## PROVIDED DATA
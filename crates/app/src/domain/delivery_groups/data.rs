//! Cart Delivery Group Data

use jiff::Timestamp;
use rust_decimal::Decimal;
use validator::Validate;

use crate::domain::delivery_groups::records::DeliveryGroupDocument;

/// Delivery group as supplied to insert.
#[derive(Debug, Clone, PartialEq, Validate)]
pub struct NewDeliveryGroup {
    #[validate(length(min = 1, message = "Cart Id is required"))]
    pub cart_id: String,
    #[validate(length(min = 1, message = "First name of the recipient is required"))]
    pub deliver_to_first_name: String,
    #[validate(length(min = 1, message = "Last Name of the recipient is required"))]
    pub deliver_to_last_name: String,
    #[validate(length(min = 1, message = "Full name of the recipient is required"))]
    pub deliver_to_name: String,
    #[validate(length(min = 1, message = "Address for delivery is required"))]
    pub deliver_to_address: String,
    pub desired_delivery_date: Timestamp,
    pub grand_total_amount: Decimal,
    pub total_amount: Option<Decimal>,
    #[validate(length(min = 1, message = "Customer name is required"))]
    pub customer_name: String,
    #[validate(length(min = 1, message = "Delivery method is required"))]
    pub delivery_method_id: String,
    pub is_default: bool,
    pub ship_to_phone_number: String,
    #[validate(length(min = 1, message = "Shipping instructions are required"))]
    pub shipping_instructions: String,
}

impl NewDeliveryGroup {
    pub(crate) fn into_document(self, created_on: Timestamp) -> DeliveryGroupDocument {
        DeliveryGroupDocument {
            cart_id: self.cart_id,
            created_on,
            deliver_to_first_name: self.deliver_to_first_name,
            deliver_to_last_name: self.deliver_to_last_name,
            deliver_to_name: self.deliver_to_name,
            deliver_to_address: self.deliver_to_address,
            desired_delivery_date: self.desired_delivery_date,
            grand_total_amount: self.grand_total_amount,
            total_amount: self.total_amount,
            customer_name: self.customer_name,
            delivery_method_id: self.delivery_method_id,
            is_default: self.is_default,
            ship_to_phone_number: self.ship_to_phone_number,
            shipping_instructions: self.shipping_instructions,
        }
    }
}

/// The fields an update may change. Everything else on a stored group is
/// kept as it was.
#[derive(Debug, Clone, PartialEq)]
pub struct DeliveryGroupUpdate {
    pub deliver_to_address: String,
    pub desired_delivery_date: Timestamp,
    pub grand_total_amount: Decimal,
    pub shipping_instructions: String,
}

impl DeliveryGroupUpdate {
    pub(crate) fn apply_to(self, document: &mut DeliveryGroupDocument) {
        document.deliver_to_address = self.deliver_to_address;
        document.desired_delivery_date = self.desired_delivery_date;
        document.grand_total_amount = self.grand_total_amount;
        document.shipping_instructions = self.shipping_instructions;
    }
}

/// Search predicate over stored delivery groups. All comparisons are exact
/// except the customer name, which ignores case.
#[derive(Debug, Clone, PartialEq, Eq)]
pub enum DeliveryGroupFilter {
    CartId(String),
    CustomerName(String),
    DeliveryMethodId(String),
    ShipToPhoneNumber(String),
}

## TASK REQUIREMENTS
All entries given above are to be printed again exactly.

## OUTPUT FOR THIS EXERCISE
filename crates/app/src/domain/delivery_groups/data.rs
//! Cart Delivery Group Data

use jiff::Timestamp;
use rust_decimal::Decimal;
use validator::Validate;

use crate::domain::delivery_groups::records::DeliveryGroupDocument;

/// Delivery group as supplied to insert.
#[derive(Debug, Clone, PartialEq, Validate)]
pub struct NewDeliveryGroup {
    #[validate(length(min = 1, message = "Cart Id is required"))]
    pub cart_id: String,
    #[validate(length(min = 1, message = "First name of the recipient is required"))]
    pub deliver_to_first_name: String,
    #[validate(length(min = 1, message = "Last Name of the recipient is required"))]
    pub deliver_to_last_name: String,
    #[validate(length(min = 1, message = "Full name of the recipient is required"))]
    pub deliver_to_name: String,
    #[validate(length(min = 1, message = "Address for delivery is required"))]
    pub deliver_to_address: String,
    pub desired_delivery_date: Timestamp,
    pub grand_total_amount: Decimal,
    pub total_amount: Option<Decimal>,
    #[validate(length(min = 1, message = "Customer name is required"))]
    pub customer_name: String,
    #[validate(length(min = 1, message = "Delivery method is required"))]
    pub delivery_method_id: String,
    pub is_default: bool,
    pub ship_to_phone_number: String,
    #[validate(length(min = 1, message = "Shipping instructions are required"))]
    pub shipping_instructions: String,
}

impl NewDeliveryGroup {
    pub(crate) fn into_document(self, created_on: Timestamp) -> DeliveryGroupDocument {
        DeliveryGroupDocument {
            cart_id: self.cart_id,
            created_on,
            deliver_to_first_name: self.deliver_to_first_name,
            deliver_to_last_name: self.deliver_to_last_name,
            deliver_to_name: self.deliver_to_name,
            deliver_to_address: self.deliver_to_address,
            desired_delivery_date: self.desired_delivery_date,
            grand_total_amount: self.grand_total_amount,
            total_amount: self.total_amount,
            customer_name: self.customer_name,
            delivery_method_id: self.delivery_method_id,
            is_default: self.is_default,
            ship_to_phone_number: self.ship_to_phone_number,
            shipping_instructions: self.shipping_instructions,
        }
    }
}

/// The fields an update may change. Everything else on a stored group is
/// kept as it was.
#[derive(Debug, Clone, PartialEq)]
pub struct DeliveryGroupUpdate {
    pub deliver_to_address: String,
    pub desired_delivery_date: Timestamp,
    pub grand_total_amount: Decimal,
    pub shipping_instructions: String,
}

impl DeliveryGroupUpdate {
    pub(crate) fn apply_to(self, document: &mut DeliveryGroupDocument) {
        document.deliver_to_address = self.deliver_to_address;
        document.desired_delivery_date = self.desired_delivery_date;
        document.grand_total_amount = self.grand_total_amount;
        document.shipping_instructions = self.shipping_instructions;
    }
}

/// Search predicate over stored delivery groups. All comparisons are exact
/// except the customer name, which ignores case.
#[derive(Debug, Clone, PartialEq, Eq)]
pub enum DeliveryGroupFilter {
    CartId(String),
    CustomerName(String),
    DeliveryMethodId(String),
    ShipToPhoneNumber(String),
}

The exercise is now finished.